Ils bénéficient à la fois du soutien de sa base, des électeurs plus âgés et des francophones en dehors de la région de Montréal. Ils bénéficient aussi de la faiblesse des autres partis politiques, qui ne réussissent pas à s’imposer. Même sur Qc125, la véritable course dans cette élection, c’est pour la 2e place. C’est comme si la CAQ a été le plus loin qu’ils pouvaient sur le nationalisme pour empiéter sur le Parti québécois. Côté économie, elle a insufflé cet esprit entrepreneurial pour prendre la place des libéraux sur le discours économique. On va voir, il y aura le débat des chefs – la CAQ doit s’assurer de bien défendre son bilan, pas trop faire de bourdes ou d’insultes auprès d’autres partis. Ça n’a pas très bien été dimanche dernier quand il n’a pas nommé la cheffe du Parti libéral [Dominique Anglade], qu’il avait appelé «la madame».

Alors quels sont les dangers pour la Coalition avenir Québec?
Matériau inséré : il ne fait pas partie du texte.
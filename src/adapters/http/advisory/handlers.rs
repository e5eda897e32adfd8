//! HTTP handlers for recommendation and simulation endpoints.

use std::sync::Arc;

use axum::{extract::State, http::StatusCode, response::IntoResponse, Json};

use crate::adapters::http::error::ApiError;
use crate::adapters::http::middleware::{RequestId, RequireAuth};
use crate::application::handlers::advisory::{
    GenerateRecommendationsCommand, GenerateRecommendationsHandler,
    GetLatestRecommendationsHandler, GetLatestRecommendationsQuery, SimulateInvestmentCommand,
    SimulateInvestmentHandler,
};
use crate::domain::foundation::{CommandMetadata, DomainError, ErrorCode, ProjectId};

use super::dto::{
    LatestRecommendationsResponse, RecommendationsResponse, SimulateInvestmentRequest,
    SimulationResponse,
};

// ════════════════════════════════════════════════════════════════════════════
// Handler state
// ════════════════════════════════════════════════════════════════════════════

#[derive(Clone)]
pub struct AdvisoryHandlers {
    generate_handler: Arc<GenerateRecommendationsHandler>,
    latest_handler: Arc<GetLatestRecommendationsHandler>,
    simulate_handler: Arc<SimulateInvestmentHandler>,
}

impl AdvisoryHandlers {
    pub fn new(
        generate_handler: Arc<GenerateRecommendationsHandler>,
        latest_handler: Arc<GetLatestRecommendationsHandler>,
        simulate_handler: Arc<SimulateInvestmentHandler>,
    ) -> Self {
        Self {
            generate_handler,
            latest_handler,
            simulate_handler,
        }
    }
}

pub(crate) fn parse_project_id(raw: &str) -> Result<ProjectId, ApiError> {
    raw.parse::<ProjectId>().map_err(|e| ApiError(e.into()))
}

// ════════════════════════════════════════════════════════════════════════════
// HTTP handlers
// ════════════════════════════════════════════════════════════════════════════

/// GET /api/recommendations - Generate and store recommendations
pub async fn generate_recommendations(
    State(handlers): State<AdvisoryHandlers>,
    RequireAuth(user): RequireAuth,
    RequestId(correlation_id): RequestId,
) -> Result<impl IntoResponse, ApiError> {
    let cmd = GenerateRecommendationsCommand {
        user_id: user.id.clone(),
    };
    let metadata = CommandMetadata::new(user.id).with_correlation_id(correlation_id);

    let result = handlers.generate_handler.handle(cmd, metadata).await?;
    Ok((StatusCode::OK, Json(RecommendationsResponse::from(result))))
}

/// GET /api/recommendations/latest - Last stored recommendations
pub async fn latest_recommendations(
    State(handlers): State<AdvisoryHandlers>,
    RequireAuth(user): RequireAuth,
) -> Result<impl IntoResponse, ApiError> {
    let query = GetLatestRecommendationsQuery {
        user_id: user.id.clone(),
    };

    match handlers.latest_handler.handle(query).await? {
        Some(record) => Ok((StatusCode::OK, Json(LatestRecommendationsResponse::from(record)))),
        None => Err(ApiError(DomainError::new(
            ErrorCode::RecommendationNotFound,
            "No recommendations generated yet",
        ))),
    }
}

/// POST /api/simulations - Simulate an investment
pub async fn simulate_investment(
    State(handlers): State<AdvisoryHandlers>,
    RequireAuth(user): RequireAuth,
    RequestId(correlation_id): RequestId,
    Json(req): Json<SimulateInvestmentRequest>,
) -> Result<impl IntoResponse, ApiError> {
    let cmd = SimulateInvestmentCommand {
        user_id: user.id.clone(),
        project_id: parse_project_id(&req.project_id)?,
        amount: req.amount,
        duration_months: req.duration,
    };
    let metadata = CommandMetadata::new(user.id).with_correlation_id(correlation_id);

    let result = handlers.simulate_handler.handle(cmd, metadata).await?;
    Ok((StatusCode::CREATED, Json(SimulationResponse::from(result))))
}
Le premier, c’est d’être trop confiant. S’ils deviennent arrogants, ça peut agacer beaucoup d’électeurs. Je pense qu’il peut y avoir quelques percées potentielles du parti conservateur, dans la Beauce notamment. Avec des dynamiques régionales particulières, si des électeurs voient la CAQ assurée de gagner, on peut s’attendre à ce qu’ils sortent pour voter contre. Celui qui est peut être le moins en difficulté pour se définir, c’est QS. Si le vote populaire ne veut pas aux urnes, c’est un risque pour eux. Les gens ont tendance à le soutenir mais ne vont pas voter.

Si la CAQ remportait une majorité écrasante, la démocratie québécoise serait-elle en danger?

Dans une démocratie, on a besoin d’avoir une opposition forte, et là on a une opposition un peu éclatée. On a de la difficulté à dire qui pourrait faire un gouvernement et remplacer la CAQ. Elle a déjà beaucoup profité de la faiblesse des autres partis. Pendant [la pandémie], c’était la CAQ en place et les autres partis politiques n’avaient pas beaucoup d’antenne dans les médias. Lors d’un mandat, on évalue aussi la performance des autres partis, qui essaient de se montrer aux électeurs comme option de rechange. Pendant le prochain mandat, les médias vont avoir un rôle important à jouer pour être un peu l’opposition officielle, vu que les vraies oppositions sont peu fortes.